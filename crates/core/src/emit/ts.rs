//! TypeScript AST for the generated artifacts and its [`Emit`] impls.
//!
//! Types and imports are structured nodes; class and function bodies whose
//! shape does not fit the AST are carried as [`TsItem::Raw`] blocks.

use super::Emit;
use super::utils::{escape_js_string, quote_if_needed};

/// TypeScript primitive types
#[derive(Debug, Clone, Copy, PartialEq, Eq)]
pub enum TsPrimitive {
    /// `string`
    String,
    /// `number`
    Number,
    /// `boolean`
    Boolean,
    /// `null`
    Null,
    /// `unknown`
    Unknown,
    /// `never`
    Never,
}

/// TypeScript literal values
#[derive(Debug, Clone, PartialEq)]
pub enum TsLiteral {
    /// Double-quoted string literal.
    String(String),
    /// Non-integral number.
    Number(f64),
    /// Integer.
    Int(i64),
    /// `true` or `false`.
    Bool(bool),
    /// `null`
    Null,
}

/// TypeScript type representation
#[derive(Debug, Clone, PartialEq)]
pub enum TsType {
    /// string, number, boolean, null, unknown, never
    Primitive(TsPrimitive),
    /// T[]
    Array(Box<TsType>),
    /// A | B | C
    Union(Vec<TsType>),
    /// { foo: string; bar?: number }
    Object(Vec<TsProp>),
    /// Record<K, V>
    Record {
        /// Key type.
        key: Box<TsType>,
        /// Value type.
        value: Box<TsType>,
    },
    /// "foo", 42, true
    Literal(TsLiteral),
    /// Named type reference
    Ref(String),
}

/// Object property definition
#[derive(Debug, Clone, PartialEq)]
pub struct TsProp {
    /// Property key, quoted on emission when not a valid identifier.
    pub name: String,
    /// Property type.
    pub ty: TsType,
    /// Emitted with `?`.
    pub optional: bool,
    /// Doc comment emitted above the property in interfaces.
    pub description: Option<String>,
}

/// Type definition kind
#[derive(Debug, Clone, PartialEq)]
pub enum TypeDefKind {
    /// interface Foo { ... }
    Interface {
        /// Members in declared order.
        properties: Vec<TsProp>,
    },
    /// type Foo = ...
    TypeAlias {
        /// Aliased type.
        ty: TsType,
    },
}

/// Exported type definition
#[derive(Debug, Clone, PartialEq)]
pub struct TsTypeDef {
    /// Declared identifier.
    pub name: String,
    /// Interface or alias body.
    pub kind: TypeDefKind,
}

/// Named import binding
#[derive(Debug, Clone, PartialEq, Eq)]
pub struct ImportItem {
    /// Exported name being imported.
    pub name: String,
}

impl ImportItem {
    /// Binding for `name`.
    pub fn named(name: impl Into<String>) -> Self {
        Self { name: name.into() }
    }
}

/// Import statement
#[derive(Debug, Clone, PartialEq, Eq)]
pub struct TsImport {
    /// Default import binding: `import X from "..."`
    pub default: Option<String>,
    /// Named bindings inside the braces.
    pub items: Vec<ImportItem>,
    /// Module specifier.
    pub from: String,
    /// Whether this is a type-only import
    pub type_only: bool,
}

/// Top-level module item
#[derive(Debug, Clone, PartialEq)]
pub enum TsItem {
    /// An exported interface or type alias.
    TypeDef(TsTypeDef),
    /// A line comment: `// text`
    Comment(String),
    /// Pre-formatted code block
    Raw(String),
}

/// Complete TypeScript module
#[derive(Debug, Clone, PartialEq)]
pub struct TsModule {
    /// First-line banner comment.
    pub header: String,
    /// Import statements, emitted in order after the header.
    pub imports: Vec<TsImport>,
    /// Body items, separated by blank lines.
    pub items: Vec<TsItem>,
}

impl TsModule {
    /// Empty module with a banner comment.
    pub fn new(header: impl Into<String>) -> Self {
        Self {
            header: header.into(),
            imports: Vec::new(),
            items: Vec::new(),
        }
    }

    /// Add an import unless it would be empty.
    pub fn import(&mut self, items: Vec<ImportItem>, from: &str, type_only: bool) {
        if items.is_empty() {
            return;
        }
        self.imports.push(TsImport {
            default: None,
            items,
            from: from.to_string(),
            type_only,
        });
    }

    /// Add `import name from "from";`.
    pub fn import_default(&mut self, name: &str, from: &str) {
        self.imports.push(TsImport {
            default: Some(name.to_string()),
            items: Vec::new(),
            from: from.to_string(),
            type_only: false,
        });
    }

    /// Append an item.
    pub fn push(&mut self, item: TsItem) {
        self.items.push(item);
    }

    /// Append a line comment.
    pub fn comment(&mut self, text: impl Into<String>) {
        self.items.push(TsItem::Comment(text.into()));
    }

    /// Append a pre-formatted code block.
    pub fn raw(&mut self, code: impl Into<String>) {
        self.items.push(TsItem::Raw(code.into()));
    }
}

// =============================================================================
// Emission
// =============================================================================

impl Emit for TsPrimitive {
    fn emit(&self) -> String {
        match self {
            TsPrimitive::String => "string",
            TsPrimitive::Number => "number",
            TsPrimitive::Boolean => "boolean",
            TsPrimitive::Null => "null",
            TsPrimitive::Unknown => "unknown",
            TsPrimitive::Never => "never",
        }
        .to_string()
    }
}

impl Emit for TsLiteral {
    fn emit(&self) -> String {
        match self {
            TsLiteral::String(s) => format!("\"{}\"", escape_js_string(s)),
            TsLiteral::Number(n) => n.to_string(),
            TsLiteral::Int(i) => i.to_string(),
            TsLiteral::Bool(b) => b.to_string(),
            TsLiteral::Null => "null".to_string(),
        }
    }
}

impl Emit for TsType {
    fn emit(&self) -> String {
        match self {
            TsType::Primitive(p) => p.emit(),
            TsType::Array(inner) => {
                let inner_str = inner.emit();
                // Wrap unions in parentheses
                if matches!(**inner, TsType::Union(_)) {
                    format!("({inner_str})[]")
                } else {
                    format!("{inner_str}[]")
                }
            }
            TsType::Union(types) => types.iter().map(|t| t.emit()).collect::<Vec<_>>().join(" | "),
            TsType::Object(props) => {
                if props.is_empty() {
                    "{}".to_string()
                } else {
                    let parts: Vec<_> = props.iter().map(|p| p.emit()).collect();
                    format!("{{ {} }}", parts.join("; "))
                }
            }
            TsType::Record { key, value } => format!("Record<{}, {}>", key.emit(), value.emit()),
            TsType::Literal(lit) => lit.emit(),
            TsType::Ref(name) => name.clone(),
        }
    }
}

impl Emit for TsProp {
    fn emit(&self) -> String {
        let key = quote_if_needed(&self.name);
        let opt = if self.optional { "?" } else { "" };
        format!("{key}{opt}: {}", self.ty.emit())
    }
}

impl Emit for TsTypeDef {
    fn emit(&self) -> String {
        match &self.kind {
            TypeDefKind::Interface { properties } => {
                let mut output = format!("export interface {} {{\n", self.name);
                for prop in properties {
                    if let Some(description) = &prop.description {
                        output.push_str(&format!("  /** {} */\n", description.replace("*/", "* /")));
                    }
                    output.push_str(&format!("  {};\n", prop.emit()));
                }
                output.push_str("}\n");
                output
            }
            TypeDefKind::TypeAlias { ty } => format!("export type {} = {};\n", self.name, ty.emit()),
        }
    }
}

impl Emit for ImportItem {
    fn emit(&self) -> String {
        self.name.clone()
    }
}

impl Emit for TsImport {
    fn emit(&self) -> String {
        let type_kw = if self.type_only { "type " } else { "" };
        let mut bindings = Vec::new();
        if let Some(default) = &self.default {
            bindings.push(default.clone());
        }
        if !self.items.is_empty() {
            let items = self.items.iter().map(|i| i.emit()).collect::<Vec<_>>().join(", ");
            bindings.push(format!("{{ {items} }}"));
        }
        format!("import {type_kw}{} from \"{}\";", bindings.join(", "), self.from)
    }
}

impl Emit for TsItem {
    fn emit(&self) -> String {
        match self {
            TsItem::TypeDef(def) => def.emit(),
            TsItem::Comment(text) => format!("// {text}\n"),
            TsItem::Raw(code) => {
                if code.ends_with('\n') {
                    code.clone()
                } else {
                    format!("{code}\n")
                }
            }
        }
    }
}

impl Emit for TsModule {
    fn emit(&self) -> String {
        let mut output = format!("// {}\n", self.header);

        if !self.imports.is_empty() {
            for import in &self.imports {
                output.push_str(&import.emit());
                output.push('\n');
            }
        }

        for item in &self.items {
            output.push('\n');
            output.push_str(&item.emit());
        }

        output
    }
}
+++++
Once you have identified the lines above that contain "join", copy each of them.

• [Output of the exercise]:
            TsType::Union(types) => types.iter().map(|t| t.emit()).collect::<Vec<_>>().join(" | "),
                    format!("{{ {} }}", parts.join("; "))
            let items = self.items.iter().map(|i| i.emit()).collect::<Vec<_>>().join(", ");
        format!("import {type_kw}{} from \"{}\";", bindings.join(", "), self.from)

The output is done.